Exercise requirements. Below are some entries. Repeat exactly the lines from the one with "Per-run result storage." through the one with "run for that", and only those.

Data to process.
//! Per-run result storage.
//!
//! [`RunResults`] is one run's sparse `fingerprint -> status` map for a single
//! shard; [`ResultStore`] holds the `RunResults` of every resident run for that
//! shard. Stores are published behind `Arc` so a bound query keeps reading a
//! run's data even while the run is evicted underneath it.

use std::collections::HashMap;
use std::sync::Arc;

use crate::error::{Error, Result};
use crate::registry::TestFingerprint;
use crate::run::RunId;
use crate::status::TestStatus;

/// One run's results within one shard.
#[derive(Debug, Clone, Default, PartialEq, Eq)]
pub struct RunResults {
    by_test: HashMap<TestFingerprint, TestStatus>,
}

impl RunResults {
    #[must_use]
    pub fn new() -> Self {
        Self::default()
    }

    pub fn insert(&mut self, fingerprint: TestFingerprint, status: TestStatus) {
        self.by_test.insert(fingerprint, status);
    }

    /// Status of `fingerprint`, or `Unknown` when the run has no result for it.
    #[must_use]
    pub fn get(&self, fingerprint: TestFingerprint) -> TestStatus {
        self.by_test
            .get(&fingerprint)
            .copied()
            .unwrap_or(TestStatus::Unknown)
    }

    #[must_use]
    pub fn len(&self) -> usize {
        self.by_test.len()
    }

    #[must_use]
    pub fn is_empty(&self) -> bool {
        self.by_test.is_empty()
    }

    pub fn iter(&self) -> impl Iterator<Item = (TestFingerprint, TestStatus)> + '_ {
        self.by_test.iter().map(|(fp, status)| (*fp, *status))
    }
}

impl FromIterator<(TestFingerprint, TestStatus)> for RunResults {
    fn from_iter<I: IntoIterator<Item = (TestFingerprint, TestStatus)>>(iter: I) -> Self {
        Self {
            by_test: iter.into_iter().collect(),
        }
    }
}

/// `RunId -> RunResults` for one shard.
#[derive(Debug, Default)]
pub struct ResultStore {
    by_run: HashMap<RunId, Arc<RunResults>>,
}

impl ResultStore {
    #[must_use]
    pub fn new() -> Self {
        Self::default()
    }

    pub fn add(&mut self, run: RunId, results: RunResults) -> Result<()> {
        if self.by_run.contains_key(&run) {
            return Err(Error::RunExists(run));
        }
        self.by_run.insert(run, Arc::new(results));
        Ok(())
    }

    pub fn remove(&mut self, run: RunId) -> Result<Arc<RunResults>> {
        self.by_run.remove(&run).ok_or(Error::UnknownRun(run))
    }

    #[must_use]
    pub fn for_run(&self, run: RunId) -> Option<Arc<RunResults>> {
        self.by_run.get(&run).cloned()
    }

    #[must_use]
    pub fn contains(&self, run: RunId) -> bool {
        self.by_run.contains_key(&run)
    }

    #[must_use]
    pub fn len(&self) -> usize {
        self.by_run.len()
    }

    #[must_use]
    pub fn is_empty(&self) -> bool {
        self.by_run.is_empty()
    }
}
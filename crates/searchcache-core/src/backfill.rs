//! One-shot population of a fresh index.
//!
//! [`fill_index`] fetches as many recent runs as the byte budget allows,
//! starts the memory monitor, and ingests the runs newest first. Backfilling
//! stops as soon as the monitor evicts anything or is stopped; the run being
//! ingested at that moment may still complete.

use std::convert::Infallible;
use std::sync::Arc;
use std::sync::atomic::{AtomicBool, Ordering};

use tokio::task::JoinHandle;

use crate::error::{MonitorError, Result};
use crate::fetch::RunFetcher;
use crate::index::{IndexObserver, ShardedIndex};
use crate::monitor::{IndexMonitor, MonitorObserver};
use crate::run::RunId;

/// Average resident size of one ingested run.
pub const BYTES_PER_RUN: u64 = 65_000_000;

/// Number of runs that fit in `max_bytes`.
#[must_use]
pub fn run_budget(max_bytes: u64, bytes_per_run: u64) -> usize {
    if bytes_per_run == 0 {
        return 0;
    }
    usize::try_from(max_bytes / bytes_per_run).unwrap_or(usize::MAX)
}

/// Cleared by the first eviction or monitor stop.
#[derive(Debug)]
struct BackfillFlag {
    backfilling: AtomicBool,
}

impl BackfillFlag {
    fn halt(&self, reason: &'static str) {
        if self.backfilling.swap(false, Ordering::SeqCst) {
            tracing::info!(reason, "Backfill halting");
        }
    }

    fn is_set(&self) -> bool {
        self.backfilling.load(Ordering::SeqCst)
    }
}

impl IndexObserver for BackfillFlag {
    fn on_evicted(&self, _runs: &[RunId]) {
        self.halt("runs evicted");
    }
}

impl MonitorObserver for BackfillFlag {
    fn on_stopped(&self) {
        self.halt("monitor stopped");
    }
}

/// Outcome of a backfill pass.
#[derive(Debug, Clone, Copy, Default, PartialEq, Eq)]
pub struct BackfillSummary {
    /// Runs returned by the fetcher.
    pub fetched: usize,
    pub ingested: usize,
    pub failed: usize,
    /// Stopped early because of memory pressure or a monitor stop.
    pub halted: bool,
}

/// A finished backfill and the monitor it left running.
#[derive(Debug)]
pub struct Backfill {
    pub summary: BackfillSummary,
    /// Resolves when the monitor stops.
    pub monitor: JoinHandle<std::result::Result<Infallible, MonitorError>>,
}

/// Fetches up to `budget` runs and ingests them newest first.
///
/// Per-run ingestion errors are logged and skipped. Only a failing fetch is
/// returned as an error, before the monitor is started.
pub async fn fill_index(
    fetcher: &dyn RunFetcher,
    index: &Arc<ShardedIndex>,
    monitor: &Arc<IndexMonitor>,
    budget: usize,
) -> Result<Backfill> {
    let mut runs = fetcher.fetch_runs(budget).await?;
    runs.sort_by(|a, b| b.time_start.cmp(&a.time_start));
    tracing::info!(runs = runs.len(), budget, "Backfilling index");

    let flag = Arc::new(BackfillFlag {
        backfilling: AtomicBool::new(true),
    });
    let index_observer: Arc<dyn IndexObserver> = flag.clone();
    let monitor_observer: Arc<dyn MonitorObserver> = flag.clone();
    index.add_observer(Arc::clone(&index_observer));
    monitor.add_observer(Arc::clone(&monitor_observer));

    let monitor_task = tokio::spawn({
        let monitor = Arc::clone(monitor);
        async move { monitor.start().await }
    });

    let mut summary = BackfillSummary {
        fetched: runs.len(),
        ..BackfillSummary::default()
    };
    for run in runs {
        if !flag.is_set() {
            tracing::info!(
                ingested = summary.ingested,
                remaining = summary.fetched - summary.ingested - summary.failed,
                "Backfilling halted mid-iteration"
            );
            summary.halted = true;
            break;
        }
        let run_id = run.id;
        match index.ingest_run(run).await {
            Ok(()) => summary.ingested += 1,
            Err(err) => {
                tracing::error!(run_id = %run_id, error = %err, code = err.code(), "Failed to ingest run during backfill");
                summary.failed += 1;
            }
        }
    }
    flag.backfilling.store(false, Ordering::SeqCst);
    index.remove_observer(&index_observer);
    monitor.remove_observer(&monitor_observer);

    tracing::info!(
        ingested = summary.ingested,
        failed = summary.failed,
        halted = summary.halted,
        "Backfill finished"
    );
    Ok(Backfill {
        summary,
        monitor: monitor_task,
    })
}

--

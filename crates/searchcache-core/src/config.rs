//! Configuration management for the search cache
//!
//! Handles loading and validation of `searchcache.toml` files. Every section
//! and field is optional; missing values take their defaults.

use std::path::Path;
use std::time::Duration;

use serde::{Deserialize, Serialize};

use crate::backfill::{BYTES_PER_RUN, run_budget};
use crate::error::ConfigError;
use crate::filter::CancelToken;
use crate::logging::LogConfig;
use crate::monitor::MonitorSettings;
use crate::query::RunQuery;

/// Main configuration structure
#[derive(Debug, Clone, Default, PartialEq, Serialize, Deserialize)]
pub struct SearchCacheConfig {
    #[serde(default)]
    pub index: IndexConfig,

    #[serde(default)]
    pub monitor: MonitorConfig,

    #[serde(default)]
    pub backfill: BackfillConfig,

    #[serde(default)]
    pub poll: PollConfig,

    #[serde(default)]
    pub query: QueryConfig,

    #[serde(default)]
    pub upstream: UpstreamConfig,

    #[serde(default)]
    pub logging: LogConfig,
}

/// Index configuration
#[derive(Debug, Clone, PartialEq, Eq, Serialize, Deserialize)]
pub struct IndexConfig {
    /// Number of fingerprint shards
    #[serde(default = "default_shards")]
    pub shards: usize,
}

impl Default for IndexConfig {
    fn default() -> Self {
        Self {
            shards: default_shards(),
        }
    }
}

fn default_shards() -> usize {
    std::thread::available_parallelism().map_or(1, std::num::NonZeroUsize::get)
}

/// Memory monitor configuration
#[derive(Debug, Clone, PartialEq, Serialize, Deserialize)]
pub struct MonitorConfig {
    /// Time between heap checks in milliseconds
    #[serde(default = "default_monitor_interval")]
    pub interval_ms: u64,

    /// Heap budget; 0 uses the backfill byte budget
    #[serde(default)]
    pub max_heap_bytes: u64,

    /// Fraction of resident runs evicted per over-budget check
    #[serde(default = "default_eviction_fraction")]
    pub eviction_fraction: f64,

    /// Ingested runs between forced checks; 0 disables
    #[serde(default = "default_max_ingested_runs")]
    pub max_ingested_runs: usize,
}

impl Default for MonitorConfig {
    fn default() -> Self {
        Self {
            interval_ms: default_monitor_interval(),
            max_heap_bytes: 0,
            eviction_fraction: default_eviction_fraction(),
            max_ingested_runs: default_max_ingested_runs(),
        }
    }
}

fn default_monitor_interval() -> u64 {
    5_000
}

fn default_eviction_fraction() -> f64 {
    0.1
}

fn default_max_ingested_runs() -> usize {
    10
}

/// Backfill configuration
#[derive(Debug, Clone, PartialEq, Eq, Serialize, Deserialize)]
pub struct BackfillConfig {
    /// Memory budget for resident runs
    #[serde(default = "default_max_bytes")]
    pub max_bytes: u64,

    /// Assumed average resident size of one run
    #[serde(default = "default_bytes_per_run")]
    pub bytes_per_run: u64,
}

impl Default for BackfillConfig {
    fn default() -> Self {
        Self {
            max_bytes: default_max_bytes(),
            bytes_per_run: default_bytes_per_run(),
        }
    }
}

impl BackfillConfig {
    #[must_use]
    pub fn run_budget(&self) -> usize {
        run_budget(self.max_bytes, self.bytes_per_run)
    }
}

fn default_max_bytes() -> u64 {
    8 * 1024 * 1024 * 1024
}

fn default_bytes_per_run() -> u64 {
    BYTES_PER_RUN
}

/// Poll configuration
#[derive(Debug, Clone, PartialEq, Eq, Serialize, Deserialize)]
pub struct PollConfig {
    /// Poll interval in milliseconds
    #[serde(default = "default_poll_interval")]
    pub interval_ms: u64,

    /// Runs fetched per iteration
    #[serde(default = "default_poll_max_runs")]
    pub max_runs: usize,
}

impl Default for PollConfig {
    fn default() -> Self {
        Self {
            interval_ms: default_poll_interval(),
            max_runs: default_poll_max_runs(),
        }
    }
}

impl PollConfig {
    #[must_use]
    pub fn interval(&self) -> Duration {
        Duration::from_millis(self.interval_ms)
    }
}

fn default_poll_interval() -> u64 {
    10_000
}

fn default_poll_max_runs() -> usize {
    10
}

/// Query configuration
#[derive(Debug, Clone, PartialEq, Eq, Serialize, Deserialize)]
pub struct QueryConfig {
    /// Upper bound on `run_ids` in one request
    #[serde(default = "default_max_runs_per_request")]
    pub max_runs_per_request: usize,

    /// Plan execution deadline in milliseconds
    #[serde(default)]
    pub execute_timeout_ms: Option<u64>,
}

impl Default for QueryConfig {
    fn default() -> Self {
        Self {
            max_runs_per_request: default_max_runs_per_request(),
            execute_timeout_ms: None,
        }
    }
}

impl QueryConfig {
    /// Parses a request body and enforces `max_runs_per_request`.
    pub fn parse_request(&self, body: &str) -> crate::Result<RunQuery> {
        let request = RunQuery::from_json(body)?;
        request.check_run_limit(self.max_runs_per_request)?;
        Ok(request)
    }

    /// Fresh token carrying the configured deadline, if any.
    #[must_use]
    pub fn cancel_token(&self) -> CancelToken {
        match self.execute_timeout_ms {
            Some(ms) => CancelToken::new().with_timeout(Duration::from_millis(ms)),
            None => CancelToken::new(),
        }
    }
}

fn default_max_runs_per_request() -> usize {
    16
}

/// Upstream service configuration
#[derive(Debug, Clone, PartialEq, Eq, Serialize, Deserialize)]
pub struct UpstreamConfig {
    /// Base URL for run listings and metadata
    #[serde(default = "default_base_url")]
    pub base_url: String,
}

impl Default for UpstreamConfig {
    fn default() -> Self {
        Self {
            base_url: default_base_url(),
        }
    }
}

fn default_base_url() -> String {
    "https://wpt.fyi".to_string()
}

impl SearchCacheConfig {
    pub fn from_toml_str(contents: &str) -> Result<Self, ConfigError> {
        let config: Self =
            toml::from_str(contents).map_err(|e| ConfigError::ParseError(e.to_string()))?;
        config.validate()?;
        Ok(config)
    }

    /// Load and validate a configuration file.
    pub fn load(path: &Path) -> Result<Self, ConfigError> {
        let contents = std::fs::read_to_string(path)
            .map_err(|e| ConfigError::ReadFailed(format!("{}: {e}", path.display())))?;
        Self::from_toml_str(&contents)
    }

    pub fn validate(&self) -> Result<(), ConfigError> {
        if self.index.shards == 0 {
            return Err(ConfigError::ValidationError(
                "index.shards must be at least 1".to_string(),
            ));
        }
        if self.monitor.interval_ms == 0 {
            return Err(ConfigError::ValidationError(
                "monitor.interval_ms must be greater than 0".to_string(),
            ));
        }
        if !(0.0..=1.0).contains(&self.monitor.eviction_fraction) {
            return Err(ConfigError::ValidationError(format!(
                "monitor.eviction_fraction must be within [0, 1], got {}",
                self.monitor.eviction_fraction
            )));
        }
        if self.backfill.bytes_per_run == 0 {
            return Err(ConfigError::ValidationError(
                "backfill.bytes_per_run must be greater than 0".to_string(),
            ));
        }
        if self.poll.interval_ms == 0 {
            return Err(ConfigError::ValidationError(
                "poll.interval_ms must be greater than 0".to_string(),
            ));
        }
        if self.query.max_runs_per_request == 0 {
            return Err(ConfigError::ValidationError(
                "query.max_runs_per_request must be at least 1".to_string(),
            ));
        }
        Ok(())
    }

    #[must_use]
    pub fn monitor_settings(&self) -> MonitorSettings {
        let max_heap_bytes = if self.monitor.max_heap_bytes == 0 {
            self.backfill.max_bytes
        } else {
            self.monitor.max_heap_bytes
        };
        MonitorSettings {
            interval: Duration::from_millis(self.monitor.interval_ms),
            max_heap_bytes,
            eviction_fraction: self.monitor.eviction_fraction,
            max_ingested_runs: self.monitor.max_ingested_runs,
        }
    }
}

Answer below.
//! Per-run result storage.
//!
//! [`RunResults`] is one run's sparse `fingerprint -> status` map for a single
//! shard; [`ResultStore`] holds the `RunResults` of every resident run for that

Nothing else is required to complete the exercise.